Hey this looks amazing! I've got two quick questions OP about the recipe:

You say add the spices at flameout. Are you putting them directly into the wort, or using a boiling bag and removing them after the 15 mins?

And with the vanilla, you using beans or extract?

I can't wait to make it...

Thanks

This is one of the most popular brews amongst friends and family of mine. All I hear from them is "When are you brewing your pumpkin ale again?" The brew day for this (even with just a mini-mash) is fairly long, mainly because of the extra work prepping the pumpkins. I haven't tried using canned pumpkin as of yet, only fresh ones. The extra time is worth the reactions this beer receives.

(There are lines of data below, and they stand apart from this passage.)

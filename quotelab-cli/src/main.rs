//! QuoteLab CLI — score strategies against a quote dataset.
//!
//! Commands:
//! - `run` — replay one built-in strategy over a CSV and print its record
//! - `signals` — evaluate the vectorized momentum signal on one product
//! - `contest` — score every built-in preset in parallel and print standings

use anyhow::{bail, Context, Result};
use clap::{Parser, Subcommand};
use std::path::{Path, PathBuf};

use quotelab_core::strategy::{MomentumSignal, StrategyPreset};
use quotelab_runner::{
    evaluate_entries, export_json, export_leaderboard_csv, run_entry, run_signal_entry,
    ContestEntry, RunConfig, RunOutcome, RunRecord, SignalReport,
};

#[derive(Parser)]
#[command(
    name = "quotelab",
    about = "QuoteLab CLI — deterministic strategy-competition scoring"
)]
struct Cli {
    #[command(subcommand)]
    command: Commands,
}

#[derive(Subcommand)]
enum Commands {
    /// Replay one strategy over a quote CSV and print its run record.
    Run {
        /// Path to the quote CSV (long or wide format).
        #[arg(long)]
        data: PathBuf,

        /// Strategy preset: buy-and-hold, momentum, random, random:<seed>.
        #[arg(long, default_value = "buy-and-hold")]
        strategy: String,

        /// Path to a TOML run config.
        #[arg(long)]
        config: Option<PathBuf>,

        /// Initial cash override.
        #[arg(long)]
        cash: Option<f64>,

        /// Leverage limit override.
        #[arg(long)]
        leverage: Option<f64>,

        /// Write the run outcome as JSON to this path.
        #[arg(long)]
        output: Option<PathBuf>,
    },
    /// Evaluate the vectorized momentum signal against one product.
    Signals {
        /// Path to the quote CSV.
        #[arg(long)]
        data: PathBuf,

        /// Product to score against. Defaults to the first of the universe.
        #[arg(long)]
        product: Option<String>,

        /// Momentum lookback in periods.
        #[arg(long, default_value_t = 5)]
        lookback: usize,

        /// Transaction cost in basis points per unit of signal change.
        #[arg(long)]
        cost_bps: Option<f64>,
    },
    /// Score every built-in preset against the dataset and print standings.
    Contest {
        /// Path to the quote CSV.
        #[arg(long)]
        data: PathBuf,

        /// Path to a TOML run config.
        #[arg(long)]
        config: Option<PathBuf>,

        /// Evaluate entries sequentially instead of in parallel.
        #[arg(long, default_value_t = false)]
        sequential: bool,

        /// Write the standings as CSV to this path.
        #[arg(long)]
        output: Option<PathBuf>,
    },
}

fn main() -> Result<()> {
    tracing_subscriber::fmt()
        .with_env_filter(tracing_subscriber::EnvFilter::from_default_env())
        .with_writer(std::io::stderr)
        .init();

    let cli = Cli::parse();
    match cli.command {
        Commands::Run {
            data,
            strategy,
            config,
            cash,
            leverage,
            output,
        } => cmd_run(&data, &strategy, config.as_deref(), cash, leverage, output),
        Commands::Signals {
            data,
            product,
            lookback,
            cost_bps,
        } => cmd_signals(&data, product.as_deref(), lookback, cost_bps),
        Commands::Contest {
            data,
            config,
            sequential,
            output,
        } => cmd_contest(&data, config.as_deref(), sequential, output),
    }
}

fn load_config(path: Option<&Path>) -> Result<RunConfig> {
    match path {
        Some(path) => RunConfig::from_file(path)
            .with_context(|| format!("failed to load config from {}", path.display())),
        None => Ok(RunConfig::default()),
    }
}

fn cmd_run(
    data: &Path,
    strategy: &str,
    config_path: Option<&Path>,
    cash: Option<f64>,
    leverage: Option<f64>,
    output: Option<PathBuf>,
) -> Result<()> {
    let Some(preset) = StrategyPreset::parse(strategy) else {
        bail!("unknown strategy '{strategy}'. Valid: buy-and-hold, momentum, random, random:<seed>");
    };

    let mut config = load_config(config_path)?;
    if let Some(cash) = cash {
        config.initial_cash = cash;
    }
    if let Some(leverage) = leverage {
        config.leverage_limit = leverage;
    }

    let raw = std::fs::read(data)
        .with_context(|| format!("failed to read dataset {}", data.display()))?;
    let outcome = RunOutcome::from_result(run_entry(&raw, &preset, &config));

    if let Some(path) = &output {
        std::fs::write(path, export_json(&outcome)?)
            .with_context(|| format!("failed to write {}", path.display()))?;
        println!("Outcome saved to: {}", path.display());
    }

    match &outcome {
        RunOutcome::Completed(record) => {
            print_record(strategy, record);
            Ok(())
        }
        RunOutcome::Failed(failure) => {
            eprintln!("Run failed: {}", failure.error);
            std::process::exit(1);
        }
    }
}

fn cmd_signals(
    data: &Path,
    product: Option<&str>,
    lookback: usize,
    cost_bps: Option<f64>,
) -> Result<()> {
    let mut config = RunConfig::default();
    if let Some(cost_bps) = cost_bps {
        config.cost_bps = cost_bps;
    }

    let raw = std::fs::read(data)
        .with_context(|| format!("failed to read dataset {}", data.display()))?;
    let mut strategy = MomentumSignal { lookback };
    let report = run_signal_entry(&raw, &mut strategy, product, &config)?;
    print_signal_report(product.unwrap_or("(first product)"), &report);
    Ok(())
}

fn cmd_contest(
    data: &Path,
    config_path: Option<&Path>,
    sequential: bool,
    output: Option<PathBuf>,
) -> Result<()> {
    let config = load_config(config_path)?;
    let raw = std::fs::read(data)
        .with_context(|| format!("failed to read dataset {}", data.display()))?;

    let entries: Vec<ContestEntry> = StrategyPreset::all()
        .into_iter()
        .map(|(name, preset)| ContestEntry::new(name, Box::new(preset) as _))
        .collect();
    let board = evaluate_entries(&raw, &entries, &config, !sequential);

    println!();
    println!("=== Contest Standings ===");
    println!(
        "{:<5} {:<16} {:<10} {:>10} {:>14} {:>10}",
        "Rank", "Entry", "Status", "Score", "PnL", "Return"
    );
    println!("{}", "-".repeat(70));
    for (idx, entry) in board.standings().iter().enumerate() {
        match &entry.outcome {
            RunOutcome::Completed(record) => println!(
                "{:<5} {:<16} {:<10} {:>10.4} {:>14.2} {:>9.2}%",
                idx + 1,
                entry.name,
                "completed",
                record.score,
                record.pnl,
                record.percent_return
            ),
            RunOutcome::Failed(failure) => println!(
                "{:<5} {:<16} {:<10} {:>10} {:>14} {:>10}  ({})",
                idx + 1,
                entry.name,
                "failed",
                "-",
                "-",
                "-",
                failure.error
            ),
        }
    }
    println!();

    if let Some(path) = &output {
        std::fs::write(path, export_leaderboard_csv(&board)?)
            .with_context(|| format!("failed to write {}", path.display()))?;
        println!("Standings saved to: {}", path.display());
    }
    Ok(())
}

fn print_record(strategy: &str, record: &RunRecord) {
    println!();
    println!("=== Run Record ===");
    println!("Strategy:       {strategy}");
    println!("Run id:         {}", record.run_id);
    println!("Universe:       {}", record.universe.join(", "));
    println!(
        "Batches:        {} ({} failed)",
        record.batches_run, record.failed_batches
    );
    println!();
    println!("--- Performance ---");
    println!("Score:          {:.4}", record.score);
    println!("Sharpe:         {:.4}", record.sharpe_ratio);
    println!("PnL:            {:.2}", record.pnl);
    println!("Return:         {:.2}%", record.percent_return);
    println!("Max Drawdown:   {:.2}%", record.max_drawdown * 100.0);
    println!("Final NAV:      {:.2}", record.final_nav);
    println!("Duration:       {:.3}s", record.duration_secs);
    println!();
}

fn print_signal_report(product: &str, report: &SignalReport) {
    println!();
    println!("=== Signal Report ===");
    println!("Product:        {product}");
    println!("Score:          {:.4}", report.score);
    println!("Sharpe:         {:.4}", report.sharpe);
    println!("Ann. Return:    {:.2}%", report.ann_return * 100.0);
    println!("Ann. Vol:       {:.2}%", report.ann_vol * 100.0);
    println!("Total Return:   {:.2}%", report.total_return * 100.0);
    println!("Max Drawdown:   {:.2}%", report.max_drawdown * 100.0);
    println!("Turnover:       {:.1}", report.turnover);
    println!();
}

The beer comes out a beautiful dark amber color. The flavor is malty, with the spices at just the right amounts. One thing I noticed is that the spices are a bit more evident when I bottle this than when I keg it.

If any of you have tried Saranac's Pumpkin ale, it is similar to this.

Anyway, here it is:

Scary Balz Pumpkin Ale

Fermentables
6lbs Amber LME
1lb Caramel 60L
1lb Dark Munich Malt
8oz Flaked Barley
1 cup Brown Sugar

Hops
1.5oz Mt Hood (6AAU) @ 60 min
.5oz Mt Hood @ 5 min

Adjuncts/Spices
6-8 lbs of pumpkins
1 tbsp Cinnamon
1 tbsp Nutmeg
2 tsp Ginger
1 tsp Allspice
.5 tsp Cloves
1 tsp Vanilla

Yeast
US-05

Gut the pumpkins and cut them in half. Place them in a baking dish rind side up and add a little water to the dish. Roast in 350 degree oven 1.5-2 hours. Pumpkins should carmelize a bit.

Scoop the pumpkin from the rinds and mush them up. Add to grains and mash at 155 degrees for an hour. Strain and sparge mash/pumpkin mixture, then proceed with boil.

Add the spices at flameout and let them steep for 15 minutes. Cool and transfer to fermenter. Pitch yeast and ferment for 3 weeks.

Add vanilla to secondary fermenter and rack beer over the vanilla. After a week or two, keg or bottle.

The beer tastes great on its own, but my wife and her friends love to coat the rim of their pint glasses with a cinnamon/sugar mixture the same way margaritas are served with salt. It does make the flavor jump out a bit more.


4732-scarybalz.gif


scary.jpg
 
Hey this looks amazing! I've got two quick questions OP about the recipe:

You say add the spices at flameout. Are you putting them directly into the wort, or using a boiling bag and removing them after the 15 mins?

And with the vanilla, you using beans or extract?

I can't wait to make it...

Thanks


I throw the spices right into the wort. They will drop out as you cool the wort, or after fermentation.

I use vanilla extract, but you certainly can use vanilla beans if you'd like.